Wrong Turn on Housing

By Robert J. Samuelson
Monday, March 2, 2009; A17


How to rescue housing? The Obama administration doesn't have a plan -- or, more accurately, it has only half a plan. It presupposes that preventing or minimizing home foreclosures is a formula for revival. It isn't.

Almost everyone agrees that a housing recovery is essential for a broader economic upswing, in part because housing's collapse brought on the recession. Mortgage delinquencies triggered the financial crisis. Tumbling home prices (down 26 percent from their peak) ravaged consumer confidence, borrowing and spending. Since late 2007, housing-related jobs -- carpenters, real estate agents, appraisers -- have dropped by 1 million, a quarter of all lost jobs.

Housing's distress is too much supply chasing too little demand. Huge inventories of unsold homes have depressed prices and construction. Given that prices rose too high in the "bubble" -- homes were affordable only because credit was dispensed so recklessly -- much of this painful adjustment was unavoidable. But that process should be mostly complete.

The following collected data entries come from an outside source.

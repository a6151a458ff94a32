//! Port for one-way password hashing.

use std::fmt;

use crate::domain::NewPassword;

use super::define_port_error;

define_port_error! {
    /// Failures raised by password hashing adapters.
    pub enum PasswordHashError {
        /// Hash computation failed.
        Hash { message: String } => "password hashing failed: {message}",
        /// A stored hash could not be parsed.
        Malformed { message: String } => "stored password hash is malformed: {message}",
    }
}

/// Encoded password hash in PHC string format.
#[derive(Clone, PartialEq, Eq)]
pub struct PasswordHash(String);

impl PasswordHash {
    /// Wrap an encoded hash read from storage or produced by a hasher.
    pub fn new(encoded: impl Into<String>) -> Self {
        Self(encoded.into())
    }
}

impl AsRef<str> for PasswordHash {
    fn as_ref(&self) -> &str {
        self.0.as_str()
    }
}

impl fmt::Debug for PasswordHash {
    fn fmt(&self, f: &mut fmt::Formatter<'_>) -> fmt::Result {
        f.write_str("PasswordHash(..)")
    }
}

/// Hashes new passwords and verifies login attempts.
#[cfg_attr(test, mockall::automock)]
pub trait PasswordHasher: Send + Sync {
    /// Produce a salted hash of a policy-checked password.
    fn hash(&self, password: &NewPassword) -> Result<PasswordHash, PasswordHashError>;

    /// Check `password` against `hash`. A mismatch is `Ok(false)`.
    fn verify(&self, password: &str, hash: &PasswordHash) -> Result<bool, PasswordHashError>;
}
//! HTTP adapter mapping for domain errors.
//!
//! Purpose: keep the domain error type HTTP-agnostic while allowing Actix
//! handlers to turn domain failures into consistent JSON responses and status
//! codes.

use actix_web::{HttpResponse, ResponseError, http::StatusCode};
use tracing::error;

use crate::domain::{Error, ErrorCode, TRACE_ID_HEADER};

/// Convenient result alias for HTTP handlers.
pub type ApiResult<T> = Result<T, Error>;

fn status_for(code: ErrorCode) -> StatusCode {
    match code {
        ErrorCode::InvalidRequest => StatusCode::BAD_REQUEST,
        ErrorCode::Unauthorized => StatusCode::UNAUTHORIZED,
        ErrorCode::Forbidden => StatusCode::FORBIDDEN,
        ErrorCode::NotFound => StatusCode::NOT_FOUND,
        ErrorCode::InvalidTransition | ErrorCode::Conflict => StatusCode::CONFLICT,
        ErrorCode::ServiceUnavailable => StatusCode::SERVICE_UNAVAILABLE,
        ErrorCode::InternalError => StatusCode::INTERNAL_SERVER_ERROR,
    }
}

fn redact_if_internal(error: &Error) -> Error {
    if matches!(error.code(), ErrorCode::InternalError) {
        error!(message = error.message(), trace_id = ?error.trace_id(), "internal error");
        let mut redacted = Error::internal("Internal server error");
        if let Some(id) = error.trace_id() {
            redacted = redacted.with_trace_id(id.to_owned());
        }
        redacted
    } else {
        error.clone()
    }
}

impl ResponseError for Error {
    fn status_code(&self) -> StatusCode {
        status_for(self.code())
    }

    fn error_response(&self) -> HttpResponse {
        let mut builder = HttpResponse::build(self.status_code());
        if let Some(id) = self.trace_id() {
            builder.insert_header((TRACE_ID_HEADER, id.to_owned()));
        }

        builder.json(redact_if_internal(self))
    }
}

impl From<actix_web::Error> for Error {
    fn from(err: actix_web::Error) -> Self {
        // Do not leak implementation details to clients.
        error!(error = %err, "actix error promoted to domain error");
        Error::internal("Internal server error")
    }
}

Here's a little-known fact: Housing may be more affordable now than at any recent time, thanks to lower prices and falling mortgage rates (now about 5 percent). The National Association of Realtors has an "affordability index" that estimates the family income needed to buy a median-price house, assuming a 20 percent down payment and monthly mortgage payments equal to 25 percent of income. Affordability is now the highest since the index's start in 1970.

Unfortunately, demand hasn't followed affordability. In January, sales of new and existing homes continued prolonged declines, dropping 10.2 percent and 5.3 percent, respectively, from December. There's a buyers' strike. Why? Shouldn't lower prices spur demand?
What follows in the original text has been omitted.